* **Problem statement**
Consider the data that follows and state how many lines contain the string "field", using the number alone.

* **Material to process**
········
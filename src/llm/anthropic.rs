// ABOUTME: Anthropic messages API client implementing LlmProvider
// ABOUTME: Builds tool-enabled requests and parses text/tool_use content blocks
//
// SPDX-License-Identifier: MIT OR Apache-2.0
// Copyright (c) 2025 Pierre Fitness Intelligence

use std::fmt;

use async_trait::async_trait;
use reqwest::Client;
use serde_json::{json, Value};
use tracing::{debug, warn};

use super::{ChatRequest, ChatResponse, ContentBlock, LlmProvider, StopReason, TokenUsage};
use crate::config::LlmConfig;
use crate::errors::{AppError, AppResult};

/// API version header value
const ANTHROPIC_VERSION: &str = "2023-06-01";

/// Service label used in error messages
const SERVICE: &str = "LLM";

/// Anthropic messages API provider
pub struct AnthropicProvider {
    client: Client,
    api_key: String,
    endpoint: String,
    model: String,
    max_tokens: u32,
}

impl AnthropicProvider {
    /// Build a provider from configuration
    ///
    /// # Errors
    ///
    /// Returns a config error if no API key is configured or the HTTP client
    /// cannot be built
    pub fn from_config(config: &LlmConfig) -> AppResult<Self> {
        let api_key = config
            .api_key
            .clone()
            .ok_or_else(|| AppError::config("ANTHROPIC_API_KEY is not set"))?;

        let client = Client::builder()
            .timeout(config.timeout)
            .build()
            .map_err(|e| AppError::config(format!("Failed to create HTTP client: {e}")))?;

        Ok(Self {
            client,
            api_key,
            endpoint: format!("{}/v1/messages", config.base_url.trim_end_matches('/')),
            model: config.model.clone(),
            max_tokens: config.max_tokens,
        })
    }

    fn build_request(&self, request: &ChatRequest) -> AppResult<Value> {
        let mut body = json!({
            "model": self.model,
            "max_tokens": self.max_tokens,
            "messages": serde_json::to_value(&request.messages)?,
        });

        if !request.system.is_empty() {
            body["system"] = json!(request.system);
        }
        if !request.tools.is_empty() {
            body["tools"] = serde_json::to_value(&request.tools)?;
        }

        Ok(body)
    }

    async fn send_request(&self, body: &Value) -> AppResult<Value> {
        let response = self
            .client
            .post(&self.endpoint)
            .header("x-api-key", &self.api_key)
            .header("anthropic-version", ANTHROPIC_VERSION)
            .json(body)
            .send()
            .await
            .map_err(|e| AppError::external_service(SERVICE, format!("Request failed: {e}")))?;

        let status = response.status();
        if !status.is_success() {
            let error_body = response
                .text()
                .await
                .unwrap_or_else(|_| "Unknown error".to_owned());
            warn!(status = status.as_u16(), "LLM API returned an error status");
            return Err(AppError::external_service(
                SERVICE,
                format!("API error {status}: {}", api_error_message(&error_body)),
            ));
        }

        response.json().await.map_err(|e| {
            AppError::external_service(SERVICE, format!("Failed to parse response: {e}"))
        })
    }
}

/// Parse a messages API response body
///
/// # Errors
///
/// Returns an external-service error if the body has no content array
pub fn parse_response(body: &Value) -> AppResult<ChatResponse> {
    let blocks = body
        .get("content")
        .and_then(Value::as_array)
        .ok_or_else(|| AppError::external_service(SERVICE, "Response has no content"))?;

    let mut content = Vec::with_capacity(blocks.len());
    for block in blocks {
        match block.get("type").and_then(Value::as_str) {
            Some("text") => {
                let text = block.get("text").and_then(Value::as_str).unwrap_or_default();
                content.push(ContentBlock::text(text));
            }
            Some("tool_use") => {
                let id = block.get("id").and_then(Value::as_str).unwrap_or_default();
                let name = block.get("name").and_then(Value::as_str).unwrap_or_default();
                content.push(ContentBlock::ToolUse {
                    id: id.to_owned(),
                    name: name.to_owned(),
                    input: block.get("input").cloned().unwrap_or_else(|| json!({})),
                });
            }
            other => debug!(block_type = ?other, "Ignoring unsupported content block"),
        }
    }

    let stop_reason = body
        .get("stop_reason")
        .and_then(Value::as_str)
        .map_or(StopReason::EndTurn, StopReason::parse);

    let usage = body.get("usage").map_or_else(TokenUsage::default, |u| TokenUsage {
        input_tokens: u.get("input_tokens").and_then(Value::as_u64).unwrap_or(0),
        output_tokens: u.get("output_tokens").and_then(Value::as_u64).unwrap_or(0),
    });

    Ok(ChatResponse {
        content,
        stop_reason,
        usage,
    })
}

fn api_error_message(body: &str) -> String {
    serde_json::from_str::<Value>(body)
        .ok()
        .and_then(|v| {
            v.pointer("/error/message")
                .and_then(Value::as_str)
                .map(ToOwned::to_owned)
        })
        .unwrap_or_else(|| body.chars().take(500).collect())
}

#[async_trait]
impl LlmProvider for AnthropicProvider {
    fn name(&self) -> &'static str {
        "anthropic"
    }

    fn model(&self) -> &str {
        &self.model
    }

    async fn complete(&self, request: &ChatRequest) -> AppResult<ChatResponse> {
        let body = self.build_request(request)?;
        let response = self.send_request(&body).await?;
        parse_response(&response)
    }
}

impl fmt::Debug for AnthropicProvider {
    fn fmt(&self, f: &mut fmt::Formatter<'_>) -> fmt::Result {
        f.debug_struct("AnthropicProvider")
            .field("endpoint", &self.endpoint)
            .field("model", &self.model)
            .field("max_tokens", &self.max_tokens)
            .finish_non_exhaustive()
    }
}

#[cfg(test)]
#[allow(clippy::unwrap_used)]
mod tests {
    use super::*;
    use crate::llm::{ChatMessage, ToolDefinition};

    fn provider() -> AnthropicProvider {
        let config = LlmConfig {
            api_key: Some("test-key".to_owned()),
            base_url: "http://localhost:9999/".to_owned(),
            ..LlmConfig::default()
        };
        AnthropicProvider::from_config(&config).unwrap()
    }

    #[test]
    fn test_requires_api_key() {
        assert!(AnthropicProvider::from_config(&LlmConfig::default()).is_err());
    }

    #[test]
    fn test_build_request_with_tools() {
        let p = provider();
        assert_eq!(p.endpoint, "http://localhost:9999/v1/messages");

        let request = ChatRequest {
            system: "You are Sgt Chef".to_owned(),
            messages: vec![ChatMessage::user("What's for dinner?")],
            tools: vec![ToolDefinition {
                name: "get_current_week".to_owned(),
                description: "Current week".to_owned(),
                input_schema: json!({"type": "object", "properties": {}}),
            }],
        };
        let body = p.build_request(&request).unwrap();
        assert_eq!(body["system"], "You are Sgt Chef");
        assert_eq!(body["messages"][0]["role"], "user");
        assert_eq!(body["messages"][0]["content"], "What's for dinner?");
        assert_eq!(body["tools"][0]["name"], "get_current_week");
        assert_eq!(body["max_tokens"], 2048);
    }

    #[test]
    fn test_parse_tool_use_response() {
        let body = json!({
            "content": [
                {"type": "text", "text": "Let me look."},
                {"type": "tool_use", "id": "toolu_1", "name": "list_recipes", "input": {"tag": "soup"}}
            ],
            "stop_reason": "tool_use",
            "usage": {"input_tokens": 120, "output_tokens": 30}
        });
        let response = parse_response(&body).unwrap();
        assert_eq!(response.stop_reason, StopReason::ToolUse);
        assert_eq!(response.usage.input_tokens, 120);
        let uses = response.tool_uses();
        assert_eq!(uses.len(), 1);
        assert_eq!(uses[0].1, "list_recipes");
        assert_eq!(uses[0].2["tag"], "soup");
    }

    #[test]
    fn test_parse_rejects_missing_content() {
        let err = parse_response(&json!({"type": "error"})).unwrap_err();
        assert_eq!(err.http_status(), axum::http::StatusCode::BAD_GATEWAY);
    }

    #[test]
    fn test_api_error_message_extraction() {
        let body = r#"{"type":"error","error":{"type":"overloaded_error","message":"Overloaded"}}"#;
        assert_eq!(api_error_message(body), "Overloaded");
        assert_eq!(api_error_message("plain failure"), "plain failure");
    }
}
········
* **Response area**
3